Sea cucumber, <I>Parastichopus sp.</I>
Sea cucumber, Parastichopus sp.
Image: Mark Norman
Source: Museum Victoria

Question: Did Aboriginal people in Australia have any contact with other countries before European contact?

Answer: Yes!

The first European contact with the land we now know as Australia is generally held to have been by Dutch explorers in 1606. We know how important internal trading relationships and routes were to Indigenous peoples, but people are often not aware that a relationship developed between Aboriginal people in eastern Arnhem Land and visitors from overseas. Macassan people from what is now known as Sulawesi (Indonesia) annually visited the northern shores of Australia, the place they called Marege’. Whilst some people believe regular trade started in the early 1700s, others claim that these relationships go back several centuries before European contact, to the 1400s or before.

The Macassans came on the north-west winds that brought the monsoonal rains. They went in search of trepang or sea cucumber, an item valued for both food and medicinal purposes; in exchange for fishing rights, Yolngu were given goods such as cloth, tobacco, rice and knives. The trepang was processed on the shores of Australia; the Macassans then shipped the trepang home, with some of the product being traded as far as mainland China. Rock art found in the Wellington Ranges and on Groote Eylandt in Arnhem Land depicts the prau, the distinctive wooden vessels used for these voyages. 

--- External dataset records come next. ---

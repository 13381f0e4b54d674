/**************************************************************************
 *                                                                        *
 * Converters between Acorn Atom tape, disk and cassette-audio formats.   *
 *                                                                        *
 * Copyright (C) 2019 Simon M. Werner <simonwerner@gmail.com>             *
 *                                                                        *
 * This program is free software; you can redistribute it and/or modify   *
 * it under the terms of the GNU General Public License as published by   *
 * the Free Software Foundation, either version 3 of the License, or      *
 * (at your option) any later version.                                    *
 *                                                                        *
 * This program is distributed in the hope that it will be useful,        *
 * but WITHOUT ANY WARRANTY; without even the implied warranty of         *
 * MERCHANTABILITY or FITNESS FOR A PARTICULAR PURPOSE. See the           *
 * GNU General Public License for more details.                           *
 *                                                                        *
 * You should have received a copy of the GNU General Public License      *
 * along with this program. If not, see <http://www.gnu.org/licenses/>.   *
 *                                                                        *
 **************************************************************************/
//! RIFF/WAVE container I/O, backed by `hound`.
//!
//! `hound` walks chunks generically and exposes 8-bit samples already
//! centred on zero (as `i8`), so this module only has to adapt its
//! `WavReader`/`WavWriter` to the crate's sign-agnostic `i32` sample
//! representation - no bit-depth-specific offset arithmetic of our own.
//! `hound::WavWriter` writes placeholder chunk sizes up front and patches
//! them in `finalize()` once the true sample count is known, a
//! seek-back-and-patch approach common to streaming RIFF writers.

use std::io::{Read, Seek, Write};

use hound::{SampleFormat, WavReader, WavSpec, WavWriter as HoundWriter};

use crate::error::{AtomError, Result};

/// A fully loaded mono PCM WAV: samples centred on zero regardless of the
/// source bit depth, so callers never need to special-case 8- vs 16-bit.
#[derive(Debug, Clone)]
pub struct WavAudio {
    pub sample_rate: u32,
    pub bits_per_sample: u16,
    pub samples: Vec<i32>,
}

/// Parse a mono 8- or 16-bit PCM WAV.
pub fn read<R: Read>(r: R) -> Result<WavAudio> {
    let mut reader = WavReader::new(r)?;
    let spec = reader.spec();

    if spec.channels != 1 {
        return Err(AtomError::BadContainer("only mono WAV is supported".into()));
    }
    if spec.sample_format != SampleFormat::Int {
        return Err(AtomError::BadContainer("only PCM WAV is supported".into()));
    }

    let samples: Vec<i32> = match spec.bits_per_sample {
        8 => reader
            .samples::<i8>()
            .map(|s| s.map(i32::from))
            .collect::<std::result::Result<_, _>>()?,
        16 => reader
            .samples::<i16>()
            .map(|s| s.map(i32::from))
            .collect::<std::result::Result<_, _>>()?,
        other => {
            return Err(AtomError::BadContainer(format!(
                "unsupported bit depth {other}"
            )))
        }
    };

    log::trace!(
        "read {} samples at {} Hz / {}-bit",
        samples.len(),
        spec.sample_rate,
        spec.bits_per_sample
    );

    Ok(WavAudio {
        sample_rate: spec.sample_rate,
        bits_per_sample: spec.bits_per_sample,
        samples,
    })
}

/// Streaming mono PCM WAV writer, thin over `hound::WavWriter`.
pub struct WavWriter<W: Write + Seek> {
    inner: HoundWriter<W>,
}

impl<W: Write + Seek> WavWriter<W> {
    pub fn new(inner: W, sample_rate: u32, bits_per_sample: u16) -> Result<WavWriter<W>> {
        let spec = WavSpec {
            channels: 1,
            sample_rate,
            bits_per_sample,
            sample_format: SampleFormat::Int,
        };
        Ok(WavWriter {
            inner: HoundWriter::new(inner, spec)?,
        })
    }

    /// `sample` is the centred-on-0x80 byte [`crate::tone::render`] emits
    /// for 8-bit depth; `hound` wants the signed `i8` equivalent.
    pub fn write_sample_u8(&mut self, sample: u8) -> Result<()> {
        let centred = i16::from(sample) - 0x80;
        self.inner.write_sample(centred as i8)?;
        Ok(())
    }

    pub fn write_sample_i16(&mut self, sample: i16) -> Result<()> {
        self.inner.write_sample(sample)?;
        Ok(())
    }

    /// Patch the RIFF and data chunk sizes now that the sample count is known.
    pub fn finalize(self) -> Result<()> {
        self.inner.finalize()?;
        Ok(())
    }
}

#[cfg(test)]
mod tests {
    use super::*;
    use std::io::Cursor;

    #[test]
    fn round_trips_sixteen_bit_mono() {
        let mut buf = Cursor::new(Vec::new());
        {
            let mut w = WavWriter::new(&mut buf, 44100, 16).unwrap();
            for s in [0i16, 16384, -16384, 1] {
                w.write_sample_i16(s).unwrap();
            }
            w.finalize().unwrap();
        }
        buf.set_position(0);
        let audio = read(buf).unwrap();
        assert_eq!(audio.sample_rate, 44100);
        assert_eq!(audio.bits_per_sample, 16);
        assert_eq!(audio.samples, vec![0, 16384, -16384, 1]);
    }

    #[test]
    fn round_trips_eight_bit_mono_centred() {
        let mut buf = Cursor::new(Vec::new());
        {
            let mut w = WavWriter::new(&mut buf, 22050, 8).unwrap();
            for s in [0x80u8, 0xC0, 0x40] {
                w.write_sample_u8(s).unwrap();
            }
            w.finalize().unwrap();
        }
        buf.set_position(0);
        let audio = read(buf).unwrap();
        assert_eq!(audio.bits_per_sample, 8);
        assert_eq!(audio.samples, vec![0, 0x40, -0x40]);
    }

    #[test]
    fn patches_riff_and_data_sizes() {
        let mut buf = Cursor::new(Vec::new());
        {
            let mut w = WavWriter::new(&mut buf, 44100, 8).unwrap();
            for _ in 0..10 {
                w.write_sample_u8(0x80).unwrap();
            }
            w.finalize().unwrap();
        }
        let bytes = buf.into_inner();
        let riff_size = u32::from_le_bytes([bytes[4], bytes[5], bytes[6], bytes[7]]);
        assert_eq!(riff_size, 36 + 10);
        let data_size = u32::from_le_bytes([bytes[40], bytes[41], bytes[42], bytes[43]]);
        assert_eq!(data_size, 10);
    }

    #[test]
    fn rejects_stereo() {
        let mut buf = Cursor::new(Vec::new());
        {
            let spec = WavSpec {
                channels: 2,
                sample_rate: 44100,
                bits_per_sample: 16,
                sample_format: SampleFormat::Int,
            };
            let mut w = HoundWriter::new(&mut buf, spec).unwrap();
            w.write_sample(0i16).unwrap();
            w.write_sample(0i16).unwrap();
            w.finalize().unwrap();
        }
        buf.set_position(0);
        assert!(read(buf).is_err());
    }
}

A great deal of cultural exchange occurred between Yolngu and Macassans, and Yolngu worked for the Macassans and even travelled between Macassar and Australia. This had a lasting impact on the local culture and language, with place names and words like rupiah (money) and balanda (white person) being from the Macassan language. Oral histories, ceremonial practices and the song cycles from that area reflect the exchange of knowledge and objects between Yolngu and Macassans. Evidence of the influences survive in Yolngu technologies such as making dugout canoes and metal-working.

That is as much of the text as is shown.